--- START ---
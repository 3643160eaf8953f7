use std::path::{Path, PathBuf};

use rusqlite::{params, Connection};
use thiserror::Error;

use crate::items::ItemDefinition;

/// Terminal failures of the load step. Both abort the run; nothing is
/// retried.
#[derive(Debug, Error)]
pub enum StoreError {
    #[error("database file {0} not found")]
    DatabaseMissing(PathBuf),
    #[error("database error: {0}")]
    Sqlite(#[from] rusqlite::Error),
    #[error("failed to serialize item properties: {0}")]
    Properties(#[from] serde_json::Error),
}

/// Handle on the game's SQLite database. The game owns the schema; this
/// tool only rewrites the `items` table and refuses to create the file.
#[derive(Debug)]
pub struct ItemStore {
    conn: Connection,
}

impl ItemStore {
    /// Open an existing database. Fails up front when the file is missing
    /// so a typoed path never silently creates an empty database.
    pub fn open(path: impl AsRef<Path>) -> Result<Self, StoreError> {
        let path = path.as_ref();
        if !path.exists() {
            return Err(StoreError::DatabaseMissing(path.to_path_buf()));
        }

        let conn = Connection::open(path)?;
        log::debug!("Opened item database at {}", path.display());
        Ok(Self { conn })
    }

    /// Replace the full contents of the `items` table with the given
    /// catalog: delete everything, insert one row per entry, commit once.
    /// Idempotent for a fixed catalog.
    pub fn replace_items(&mut self, items: &[ItemDefinition]) -> Result<usize, StoreError> {
        let tx = self.conn.transaction()?;

        let removed = tx.execute("DELETE FROM items", [])?;
        log::debug!("Cleared {} existing item rows", removed);

        {
            let mut stmt = tx.prepare(
                "INSERT INTO items (id, name, description, item_type, properties)
                 VALUES (?1, ?2, ?3, ?4, ?5)",
            )?;
            for item in items {
                let properties = item.properties_json()?;
                stmt.execute(params![
                    item.id,
                    item.name,
                    item.description,
                    item.item_type.as_str(),
                    properties,
                ])?;
            }
        }

        tx.commit()?;
        log::info!("Inserted {} item definitions", items.len());
        Ok(items.len())
    }
}

#[cfg(test)]
mod tests {
    use super::*;
    use crate::items_database;
    use tempfile::TempDir;

    fn game_database(dir: &TempDir) -> PathBuf {
        let path = dir.path().join("database.db");
        let conn = Connection::open(&path).unwrap();
        conn.execute(
            "CREATE TABLE items (
                id TEXT PRIMARY KEY,
                name TEXT NOT NULL,
                description TEXT NOT NULL,
                item_type TEXT NOT NULL,
                properties TEXT NOT NULL
            )",
            [],
        )
        .unwrap();
        path
    }

    fn row_count(path: &Path) -> i64 {
        let conn = Connection::open(path).unwrap();
        conn.query_row("SELECT COUNT(*) FROM items", [], |row| row.get(0))
            .unwrap()
    }

    #[test]
    fn replace_items_loads_the_whole_catalog() {
        let dir = TempDir::new().unwrap();
        let path = game_database(&dir);
        let catalog = items_database::get_faction_item_definitions();

        let mut store = ItemStore::open(&path).unwrap();
        let inserted = store.replace_items(&catalog).unwrap();

        assert_eq!(inserted, catalog.len());
        assert_eq!(row_count(&path), catalog.len() as i64);
    }

    #[test]
    fn replace_items_twice_is_idempotent() {
        let dir = TempDir::new().unwrap();
        let path = game_database(&dir);
        let catalog = items_database::get_faction_item_definitions();

        let mut store = ItemStore::open(&path).unwrap();
        store.replace_items(&catalog).unwrap();
        store.replace_items(&catalog).unwrap();

        assert_eq!(row_count(&path), catalog.len() as i64);
    }

    #[test]
    fn replace_items_overwrites_stale_rows() {
        let dir = TempDir::new().unwrap();
        let path = game_database(&dir);
        {
            let conn = Connection::open(&path).unwrap();
            conn.execute(
                "INSERT INTO items (id, name, description, item_type, properties)
                 VALUES ('stale_item', 'Stale', 'Left over from a previous design.', 'Tool', '{}')",
                [],
            )
            .unwrap();
        }

        let catalog = items_database::get_faction_item_definitions();
        let mut store = ItemStore::open(&path).unwrap();
        store.replace_items(&catalog).unwrap();

        let conn = Connection::open(&path).unwrap();
        let stale: i64 = conn
            .query_row(
                "SELECT COUNT(*) FROM items WHERE id = 'stale_item'",
                [],
                |row| row.get(0),
            )
            .unwrap();
        assert_eq!(stale, 0);
        assert_eq!(row_count(&path), catalog.len() as i64);
    }

    #[test]
    fn stored_properties_are_valid_json() {
        let dir = TempDir::new().unwrap();
        let path = game_database(&dir);
        let catalog = items_database::get_faction_item_definitions();

        let mut store = ItemStore::open(&path).unwrap();
        store.replace_items(&catalog).unwrap();

        let conn = Connection::open(&path).unwrap();
        let properties: String = conn
            .query_row(
                "SELECT properties FROM items WHERE id = 'council_scholars_circlet'",
                [],
                |row| row.get(0),
            )
            .unwrap();
        let doc: serde_json::Value = serde_json::from_str(&properties).unwrap();
        assert_eq!(doc["rarity"], "Rare");
        assert_eq!(doc["bonuses"].as_array().unwrap().len(), 3);
    }

    #[test]
    fn open_fails_when_database_is_missing() {
        let dir = TempDir::new().unwrap();
        let path = dir.path().join("missing.db");

        let err = ItemStore::open(&path).unwrap_err();
        assert!(matches!(err, StoreError::DatabaseMissing(_)));
        // Refusing before Connection::open means no empty file appears.
        assert!(!path.exists());
    }
}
--- END ---
§ WHAT THE TASK ASKS
Taking each line of the material above in turn, count those containing the string "execute". State the number alone.

§ RESPONSE FOR THIS EXERCISE
4